My new listening to audiobooks while knitting obsession? … Corduroy Mansions, the serialized digital book by Alexander McCall Smith. I’m late to the party — the first chapter was actually published on September 15th, but it’s better late than never. A new chapter is being published each weekday for 20 weeks, (roughly 100 chapters or so) and he’s now up to 60 or so chapters. You can read each installment online, or download it into your iTunes. I’m not quite caught up to the current chapter yet, but I’m making great progress with my knitting project and enjoying the listening.
I’m sure my brain was primed for the experience of reading a serialized novel by those early years of watching all those movie and TV serials with my brothers. This book is a set of stories that take place in the Pimlico part of London, in a building named Corduroy Mansions. The stories are all about the different residents of that building and neighborhood, so there’s no end to possible ideas for the book! Reading this novel is a very interactive experience, as McCall Smith is also giving his readers a chance to respond and make suggestions for things to add to or change in the story line. I know it also adds to my enjoyment of the listening that the narrator is Andrew Sachs, who played Manuel in Fawlty Towers.

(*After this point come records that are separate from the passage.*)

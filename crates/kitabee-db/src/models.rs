//! Database row types. These map directly to SQLite rows.
//! Timestamps stay in SQLite's `YYYY-MM-DD HH:MM:SS` text form; the API layer parses them.
use kitabee_types::models::{BookSnapshot, ClubRole, NotificationKind};

pub struct UserRow {
    pub id: i64,
    pub login: String,
    pub email: String,
    pub password_hash: String,
    pub avatar: Option<String>,
    pub is_active: bool,
    pub created_at: String,
}

/// The other side of a friend relation, seen from the querying user.
pub struct FriendRow {
    pub user_id: i64,
    pub login: String,
    pub avatar: Option<String>,
    /// Acceptance time for friends, request time for pending requests.
    pub since: String,
}

pub struct ClubRow {
    pub id: i64,
    pub owner_id: i64,
    pub name: String,
    pub description: Option<String>,
    pub created_at: String,
}

/// A club together with the requester's role in it.
pub struct ClubAccess {
    pub club: ClubRow,
    pub role: ClubRole,
}

/// Result of visiting a club page.
pub struct ClubVisit {
    pub access: ClubAccess,
    pub unread_before: usize,
}

pub struct MemberRow {
    pub user_id: i64,
    pub login: String,
    pub avatar: Option<String>,
    pub role: ClubRole,
    pub joined_at: String,
}

pub struct ClubBookRow {
    pub id: i64,
    pub club_id: i64,
    pub google_book_id: String,
    pub added_by: i64,
    pub added_by_login: String,
    pub added_at: String,
    /// `None` when the adder no longer has the book in their library.
    pub snapshot: Option<BookSnapshot>,
}

pub struct MessageRow {
    pub id: i64,
    pub club_id: i64,
    pub user_id: i64,
    pub author_login: String,
    pub content: String,
    pub created_at: String,
}

pub struct NotificationRow {
    pub id: i64,
    pub user_id: i64,
    pub from_user_id: i64,
    pub from_login: String,
    pub club_id: Option<i64>,
    pub club_name: Option<String>,
    pub kind: NotificationKind,
    pub content: String,
    pub is_read: bool,
    pub created_at: String,
}

pub struct LibraryRow {
    pub id: i64,
    pub user_id: i64,
    pub book: BookSnapshot,
    pub rating: Option<u8>,
    pub private_comment: Option<String>,
    pub added_at: String,
}

pub struct WishlistRow {
    pub id: i64,
    pub user_id: i64,
    pub book: BookSnapshot,
    pub added_at: String,
}

pub struct UserBadgeRow {
    pub code: String,
    pub name: String,
    pub description: String,
    pub icon: String,
    pub unlocked_at: String,
}
//! Row-to-response mapping shared by the handlers.

use chrono::{DateTime, NaiveDateTime, Utc};
use tracing::warn;

use kitabee_db::models::{
    ClubAccess, ClubBookRow, FriendRow, LibraryRow, MemberRow, MessageRow, NotificationRow,
    UserBadgeRow, WishlistRow,
};
use kitabee_types::api::{
    BadgeResponse, ClubBookResponse, ClubResponse, FriendResponse, LibraryEntryResponse,
    MemberResponse, MessageResponse, NotificationResponse, WishlistEntryResponse,
};
use kitabee_types::badges::BadgeDefinition;

/// SQLite stores timestamps as "YYYY-MM-DD HH:MM:SS" without a zone; they are UTC.
pub fn parse_timestamp(raw: &str) -> DateTime<Utc> {
    raw.parse::<DateTime<Utc>>()
        .or_else(|_| {
            NaiveDateTime::parse_from_str(raw, "%Y-%m-%d %H:%M:%S").map(|ndt| ndt.and_utc())
        })
        .unwrap_or_else(|e| {
            warn!("Corrupt timestamp '{}': {}", raw, e);
            DateTime::default()
        })
}

pub fn club(access: ClubAccess) -> ClubResponse {
    ClubResponse {
        id: access.club.id,
        owner_id: access.club.owner_id,
        name: access.club.name,
        description: access.club.description,
        role: access.role,
        created_at: parse_timestamp(&access.club.created_at),
    }
}

pub fn member(row: MemberRow) -> MemberResponse {
    MemberResponse {
        user_id: row.user_id,
        login: row.login,
        avatar: row.avatar,
        role: row.role,
        joined_at: parse_timestamp(&row.joined_at),
    }
}

pub fn club_book(row: ClubBookRow) -> ClubBookResponse {
    ClubBookResponse {
        id: row.id,
        google_book_id: row.google_book_id,
        added_by: row.added_by,
        added_by_login: row.added_by_login,
        added_at: parse_timestamp(&row.added_at),
        book: row.snapshot,
    }
}

pub fn message(row: MessageRow) -> MessageResponse {
    MessageResponse {
        id: row.id,
        club_id: row.club_id,
        author_id: row.user_id,
        author_login: row.author_login,
        content: row.content,
        created_at: parse_timestamp(&row.created_at),
    }
}

pub fn notification(row: NotificationRow) -> NotificationResponse {
    NotificationResponse {
        id: row.id,
        kind: row.kind,
        from_user_id: row.from_user_id,
        from_login: row.from_login,
        club_id: row.club_id,
        club_name: row.club_name,
        content: row.content,
        is_read: row.is_read,
        created_at: parse_timestamp(&row.created_at),
    }
}

pub fn friend(row: FriendRow) -> FriendResponse {
    FriendResponse {
        user_id: row.user_id,
        login: row.login,
        avatar: row.avatar,
        since: parse_timestamp(&row.since),
    }
}

pub fn library_entry(row: LibraryRow) -> LibraryEntryResponse {
    LibraryEntryResponse {
        book: row.book,
        rating: row.rating,
        comment: row.private_comment,
        added_at: parse_timestamp(&row.added_at),
    }
}

pub fn wishlist_entry(row: WishlistRow) -> WishlistEntryResponse {
    WishlistEntryResponse {
        book: row.book,
        added_at: parse_timestamp(&row.added_at),
    }
}

pub fn unlocked_badge(row: UserBadgeRow) -> BadgeResponse {
    BadgeResponse {
        code: row.code,
        name: row.name,
        description: row.description,
        icon: row.icon,
        unlocked_at: Some(parse_timestamp(&row.unlocked_at)),
    }
}

pub fn new_badge(badge: &BadgeDefinition) -> BadgeResponse {
    BadgeResponse {
        code: badge.code.to_string(),
        name: badge.name.to_string(),
        description: badge.description.to_string(),
        icon: badge.icon.to_string(),
        unlocked_at: None,
    }
}

pub fn all<R, T>(rows: Vec<R>, f: fn(R) -> T) -> Vec<T> {
    rows.into_iter().map(f).collect()
}

#[cfg(test)]
mod tests {
    use super::*;
    use chrono::{Datelike, Timelike};

    #[test]
    fn sqlite_timestamps_parse_as_utc() {
        let ts = parse_timestamp("2024-03-09 17:04:05");
        assert_eq!((ts.year(), ts.month(), ts.day()), (2024, 3, 9));
        assert_eq!((ts.hour(), ts.minute(), ts.second()), (17, 4, 5));
    }

    #[test]
    fn rfc3339_is_accepted_and_garbage_falls_back() {
        assert_eq!(parse_timestamp("2024-03-09T17:04:05Z"), parse_timestamp("2024-03-09 17:04:05"));
        assert_eq!(parse_timestamp("not a date"), DateTime::<Utc>::default());
    }
}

Corduroy Mansions is an unassuming large house in London’s Pimlico, inhabited by an assortment of characters and one dog, writes Alexander McCall Smith.
The date of the building is indeterminate, but there are Arts and Craft features that point to the very late nineteenth century.
It is believed to have been built as an asylum, or possibly a school, or a mansion block.
In fact, nothing is known about the building’s history, although it does feature in a guide to the architecture of Pimlico.
It is described there as “a building of no interest whatsoever”.
The nickname Corduroy Mansions was given in jest by a fashionable person, and stuck.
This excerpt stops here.